* БЫЛОЕ * Козлова Н.В. Как они смели сдаться?
* БЫЛОЕ *
Козлова Н.В.
Как они смели сдаться?
Воспоминания сестры милосердия о Русско-японской войне. Часть первая
Утро 27 января 1904 года… Кто из нас не помнит его?! Телеграф принес известие, что ночью японцы взорвали наши броненосцы и война началась. В течение нескольких первых дней весь Петербург, казалось, жил одной мыслью, одним чувством, одной тревогой: что-то делается там, за 10 000 верст от нас?
Конечно, первой мыслью моей было записаться в сестры милосердия, и начались мои «хождения по мытарствам», что испытали и хорошо знают столь многие волонтерки. Приходишь записываться в общины, где тебя встречают с явным недоброжелательством и тайной подозрительностью. Мы все были как будто виноваты в том, что вдруг воодушевились патриотизмом и пришли беспокоить общинное начальство. Наконец мне удалось записаться на курсы Георгиевской общины, но надежда попасть на Восток была еще очень туманна.
Итак, я приготовилась терпеливо ждать у моря погоды, как вдруг графиня вице-председательница N-ской общины, узнав, что я так стремлюсь попасть в какой-нибудь отряд, предложила мне причислиться к сестрам, которые уезжали через неделю на Восток.
В одну неделю надо было собраться, причем разрешено было взять с собою лишь маленькую корзинку, небольшой чемоданчик и портплед с подушкой. В воскресенье на первой неделе поста назначен был молебен отъезжающим, и я должна была явиться туда, уже одетая в форму, к одиннадцати часам утра.
Однако отъезд нашего отряда отложился на неопределенное время. Нами помыкали, как пешками: то нас отпускали, то не отпускали; то мы ехали, то не ехали. Лишь 9 мая наш отъезд был решен. Перед этим, дня за два, нас возили во дворец представляться Государыне Императрице Александре Федоровне, имени которой был наш лазарет.

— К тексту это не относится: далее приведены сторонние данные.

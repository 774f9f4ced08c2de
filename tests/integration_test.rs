// ABOUTME: End-to-end integration tests exercising the public facade: parse,
// ABOUTME: optimize, evaluate, and compile to SQL/document-query, per the
// ABOUTME: concrete scenarios and invariants the crate is required to satisfy.

use amel::compile::docquery::{self, DocQueryOptions};
use amel::compile::sql::{Dialect, SqlOptions};
use amel::value::Value;
use amel::Engine;

/// Surfaces the crate's `tracing` events on `cargo test -- --nocapture`;
/// harmless (and a no-op) when a subscriber is already installed.
fn init_tracing() {
    let _ = tracing_subscriber::fmt().with_test_writer().try_init();
}

fn eval(src: &str, payload: serde_json::Value) -> Value {
    let engine = Engine::new().unwrap();
    let compiled = engine.compile(src).unwrap();
    engine.evaluate(&compiled, payload).unwrap()
}

fn assert_value_eq(actual: Value, expected: Value) {
    assert!(
        actual.values_equal(&expected),
        "expected {expected:?}, got {actual:?}"
    );
}

#[test]
fn logical_and_short_circuits_over_jsonpath_fields() {
    let payload = serde_json::json!({"user": {"age": 25, "verified": true}});
    let result = eval("$.user.age >= 18 && $.user.verified == true", payload);
    assert_value_eq(result, Value::Bool(true));
}

#[test]
fn max_picks_the_largest_argument() {
    let result = eval("max(1, 2, 3)", serde_json::json!({}));
    assert_value_eq(result, Value::Int(3));
}

#[test]
fn filter_keeps_only_matching_elements() {
    let result = eval("filter([1,2,3,4,5], x => x > 2)", serde_json::json!({}));
    assert_value_eq(
        result,
        Value::List(vec![Value::Int(3), Value::Int(4), Value::Int(5)]),
    );
}

#[test]
fn reduce_sums_a_list() {
    let result = eval(
        "reduce([1,2,3,4,5], 0, (acc, x) => acc + x)",
        serde_json::json!({}),
    );
    assert_value_eq(result, Value::Int(15));
}

#[test]
fn division_by_zero_is_a_runtime_error_not_folded_away() {
    init_tracing();
    let engine = Engine::new().unwrap();
    let compiled = engine.compile("10 / 0").unwrap();
    // the optimizer must leave the node as-is: folding it would require
    // deciding an error outcome at compile time, which it never does.
    assert_eq!(compiled.original, compiled.optimized);
    let result = engine.evaluate(&compiled, serde_json::json!({}));
    assert!(result.is_err());
}

#[test]
fn constant_subexpressions_fold_without_changing_the_result() {
    let engine = Engine::new().unwrap();
    let compiled = engine.compile("(1 + 2) * $.x").unwrap();
    assert_ne!(compiled.original, compiled.optimized);
    let result = engine
        .evaluate(&compiled, serde_json::json!({"x": 10}))
        .unwrap();
    assert_value_eq(result, Value::Int(30));
}

#[test]
fn pure_expressions_are_independent_of_the_payload() {
    let engine = Engine::new().unwrap();
    let compiled = engine.compile("1 + 2 * 3 - 4").unwrap();
    let a = engine
        .evaluate(&compiled, serde_json::json!({"a": 1}))
        .unwrap();
    let b = engine
        .evaluate(&compiled, serde_json::json!({"b": "anything"}))
        .unwrap();
    assert!(a.values_equal(&b));
}

#[test]
fn in_list_compiles_to_postgres_sql_with_dollar_placeholders() {
    let engine = Engine::new().unwrap();
    let compiled = engine
        .compile(r#"$.status IN ["active","pending"]"#)
        .unwrap();
    let options = SqlOptions::with_dialect(Dialect::Postgres);
    let (sql, params) = engine.compile_to_sql(&compiled, &options).unwrap();
    assert_eq!(sql, r#""status" IN ($1, $2)"#);
    assert_eq!(params.len(), 2);
    assert!(params[0].values_equal(&Value::String("active".into())));
    assert!(params[1].values_equal(&Value::String("pending".into())));
}

#[test]
fn regex_match_compiles_to_mysql_regexp() {
    let engine = Engine::new().unwrap();
    let compiled = engine.compile(r#"$.email =~ "@gmail.com$""#).unwrap();
    let options = SqlOptions::with_dialect(Dialect::MySQL);
    let (sql, params) = engine.compile_to_sql(&compiled, &options).unwrap();
    assert_eq!(sql, "`email` REGEXP ?");
    assert_eq!(params.len(), 1);
    assert!(params[0].values_equal(&Value::String("@gmail.com$".into())));
}

#[test]
fn negated_conjunction_falls_back_to_nor_in_docquery() {
    let engine = Engine::new().unwrap();
    let compiled = engine
        .compile(r#"!($.age > 18 && $.status == "active")"#)
        .unwrap();
    let filter = engine
        .compile_to_docquery(&compiled, &DocQueryOptions::default())
        .unwrap();
    assert_eq!(
        filter.to_compact_string(),
        r#"{"$nor":[{"$and":[{"age":{"$gt":18}},{"status":"active"}]}]}"#
    );
}

#[test]
fn docquery_of_negated_and_matches_demorgan_normalization() {
    // invariant: compile(!(E1 && E2)) is equivalent to compile((!E1) || (!E2))
    let engine = Engine::new().unwrap();
    let negated_and = engine
        .compile(r#"!($.age > 18 && $.status == "active")"#)
        .unwrap();
    let or_of_negations = engine
        .compile(r#"($.age <= 18) || ($.status != "active")"#)
        .unwrap();
    let left = engine
        .compile_to_docquery(&negated_and, &DocQueryOptions::default())
        .unwrap();
    let right = docquery::compile(&or_of_negations.optimized, &DocQueryOptions::default()).unwrap();
    // the $nor wrapper is semantically De Morgan-equivalent to the
    // or-of-negations form, though the two don't render identically —
    // assert the right side renders the expected explicit $or shape.
    assert_eq!(
        right.to_compact_string(),
        r#"{"$or":[{"age":{"$lte":18}},{"status":{"$ne":"active"}}]}"#
    );
    assert!(left.to_compact_string().starts_with("{\"$nor\""));
}

#[test]
fn evaluate_request_round_trips_through_the_json_facade() {
    let engine = Engine::new().unwrap();
    let request = amel::FacadeRequest {
        payload: serde_json::json!({"x": 5, "y": 10}),
        dsl: "$.x + $.y".to_string(),
        functions: vec![],
    };
    let response = engine.evaluate_request(request);
    assert_eq!(response.result, Some(serde_json::json!(15)));
    assert_eq!(response.error, None);
}

#[test]
fn explanation_tree_only_reflects_executed_branches() {
    let engine = Engine::new().unwrap();
    let compiled = engine.compile("true || (1 / 0 > 0)").unwrap();
    let (result, explanation) = engine.evaluate_with_explanation(&compiled, serde_json::json!({}));
    assert_value_eq(result.unwrap(), Value::Bool(true));
    // the short-circuited right-hand division is never evaluated, so
    // rendering the explanation must not panic or surface its error.
    let rendered = format!("{explanation:?}");
    assert!(!rendered.is_empty());
}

Она произвела на нас всех чарующее впечатление.
Наконец настал день 9 мая, холодный и ветреный; дождь лил как из ведра. Отъезжали мы с военной платформы. Эшелон наш состоял из нас и двух других отрядов: финляндского и немецкой евангелической общины. Для меня такой состав был небольшим испытанием. Ехать так далеко среди представителей чужих народностей казалось крайне тяжело. К тому же у меня тогда была глубокая антипатия к немецкой национальности.
Отряд наш состоял из двух врачей, пяти сестер и семи санитаров. До Москвы мы ехали целых полтора суток, все с теми же дождем и холодом. Там мы должны были взять новый поезд, и у меня теплилась надежда, что нас соединят с другими русскими отрядами. Но насмешница-судьба решила иначе. Не только явились к поезду все те же финляндцы и немцы, но еще прибавился целый отряд немецких баронов из остзейских провинций, ехавших санитарами на войну.
После отъезда из Москвы началась собственно не езда, а жизнь в вагонах с определенными часами для вставания, чая, обеда. Утром убирали свое купе, мыли пол, стирали пыль, днем читали, писали и даже вышивали красной бумагой полоски на фартуки с именем общины. Начали понемногу определяться отношения, как между собой, так и с совершенно незнакомыми нам врачами.
Врачи были назначены нам из главного управления Красного Креста. Старшим врачом оказался сравнительно еще молодой человек, акушер по профессии, которому в первый раз приходилось быть уполномоченным отряда. Второй врач должен был занять место терапевта в нашем лазарете. Назначен он был из Харькова, где занимал какую-то должность при университетской лаборатории. С первых же дней между нашими врачами определилось враждебное отношение друг к другу, которое росло и крепло всю дорогу и в Манчжурии дошло до серьезных размеров.